Louise est une romancière qui part s’installer en Italie, à Livourne, pour écrire son roman. Elle laisse son époux François à Paris, qui se résigne à cette séparation. Mais un jour, elle rencontre Luca, le fils de sa gouvernante, avec qui elle vit une passion amoureuse. Peu de temps après, son mari est victime d’un terrible accident de voiture…

Avis     Coeur-blog

J’ai choisi ce livre par nostalgie de l’Italie, particulièrement la Toscane, mon coup de cœur de l’année. Je rêve encore de revoir ces paysages magnifiques. En attendant d’’y être à nouveau, je me console avec cette jolie couverture. Mais, je suis déçue !
L’auteur évoque à peine l’Italie, juste la ville de Livourne. Il s’agit surtout d’un trio amoureux : Louise, une femme d’une quarantaine d’années qui vit de son art, François le mari résigné et soumis aux caprices de sa femme écrivaine et Luca, un jeune étudiant italien. C’est une histoire prévisible, un roman à l’eau de rose proche des navets de Guillaume Musso ou Marc Lévy.
On suit surtout les doutes de Louise, une femme désagréable et pour qui je n’ai éprouvé aucun attachement. Pour moi, elle se réfugie derrière l’écriture pour justifier son comportement égoïste et puéril. Sous ses airs d’artiste, elle reste une femme calculatrice et manipulatrice qui veut tout obtenir, et le beurre et l’argent du beurre et le laitier.

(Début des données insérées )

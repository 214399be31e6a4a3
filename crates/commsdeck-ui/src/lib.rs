//! CommsDeck UI - egui rendering layer
//!
//! This crate draws the communications console on top of the headless model
//! in `commsdeck-core`, including:
//! - The console panel itself
//! - Fluent-based localization
//! - User configuration (language, announcement length limit)
//! - Theme and shared panel widgets

#![warn(missing_docs)]

pub mod config;
pub mod error;
pub mod i18n;
pub mod panels;
pub mod theme;
pub mod widgets;

pub use config::UserConfig;
pub use error::I18nError;
pub use i18n::LocaleManager;
pub use panels::console_panel::CommsConsolePanel;
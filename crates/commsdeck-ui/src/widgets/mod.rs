//! Shared widgets for console panels.

pub mod panel;

pub use panel::{console_panel_frame, render_panel_header};
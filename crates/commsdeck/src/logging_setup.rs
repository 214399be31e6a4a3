use anyhow::Result;
use tracing_subscriber::{
    filter::EnvFilter, fmt, layer::SubscriberExt, util::SubscriberInitExt, Layer,
};

/// Initialize the logging system.
///
/// Console output to stderr; `RUST_LOG` overrides the default INFO level.
pub fn init() -> Result<()> {
    let filter = EnvFilter::builder()
        .with_default_directive(tracing::level_filters::LevelFilter::INFO.into())
        .from_env_lossy();

    let console_layer = fmt::layer()
        .with_writer(std::io::stderr)
        .with_ansi(true)
        .with_target(false)
        .with_filter(filter);

    tracing_subscriber::registry().with(console_layer).try_init()?;
    Ok(())
}
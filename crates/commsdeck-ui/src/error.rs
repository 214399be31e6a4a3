//! Error types for the UI layer.
use thiserror::Error;

/// Localization loading errors.
#[derive(Error, Debug)]
pub enum I18nError {
    /// Requested language tag could not be parsed.
    #[error("invalid language tag: {0}")]
    InvalidLanguage(String),

    /// No embedded resource exists for the language.
    #[error("no locale resource for language: {0}")]
    MissingResource(String),
}
//! Session clock seam and countdown formatting.

use std::time::{Duration, Instant};

/// Clock the console reads when rendering the evacuation countdown.
///
/// Timestamps are durations since session start, matching the server's
/// notion of game time. The model reads the clock on every countdown
/// refresh and never caches it.
pub trait GameClock {
    /// Current game time.
    fn current_time(&self) -> Duration;
}

/// Wall-clock implementation measured from process start.
#[derive(Debug, Clone)]
pub struct SystemClock {
    origin: Instant,
}

impl SystemClock {
    /// Create a clock whose zero point is now.
    pub fn new() -> Self {
        Self {
            origin: Instant::now(),
        }
    }
}

impl Default for SystemClock {
    fn default() -> Self {
        Self::new()
    }
}

impl GameClock for SystemClock {
    fn current_time(&self) -> Duration {
        self.origin.elapsed()
    }
}

/// Test clock that always reports the same time.
#[derive(Debug, Clone, Copy)]
pub struct FixedClock(pub Duration);

impl GameClock for FixedClock {
    fn current_time(&self) -> Duration {
        self.0
    }
}

/// Format a duration as `HH:MM:SS`.
///
/// Hours are not wrapped at 24; sub-second precision is truncated.
pub fn format_hms(d: Duration) -> String {
    let total = d.as_secs();
    format!(
        "{:02}:{:02}:{:02}",
        total / 3600,
        (total % 3600) / 60,
        total % 60
    )
}

#[cfg(test)]
mod tests {
    use super::*;

    #[test]
    fn format_hms_zero() {
        assert_eq!(format_hms(Duration::ZERO), "00:00:00");
    }

    #[test]
    fn format_hms_does_not_wrap_hours() {
        assert_eq!(format_hms(Duration::from_secs(26 * 3600 + 61)), "26:01:01");
    }
}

Même si l’amour s’étiole dans un couple, comment peut-on laisser son mari accidenté, qui tente de surmonter ses séquelles physiques par la rééducation, pour aller se jeter dans les bras de son amant en Italie ? Qu’en est-il de la solidarité, de la compassion, de l’aide qu’on peut apporter à autrui ? Non, pour Louise, seule compte ces désirs et ces émotions et tant pis si elle doit écraser et casser les gens autour d’elle.
Le style d’écriture est indigeste : les phrases sont lourdes, le ton est mielleux et mou, les dialogues sont remplacées par une introspection excessive qui devient vite ridicule. En plus, l’utilisation de la troisième personne donne un décalage bizarre car nous partageons tous les états d’âme de Louise.
C’est mon premier livre de cet auteur et ce sera le dernier, sauf si quelqu’un de très convaincant arrive à me faire changer d’avis. Mon avis : à mettre de côté !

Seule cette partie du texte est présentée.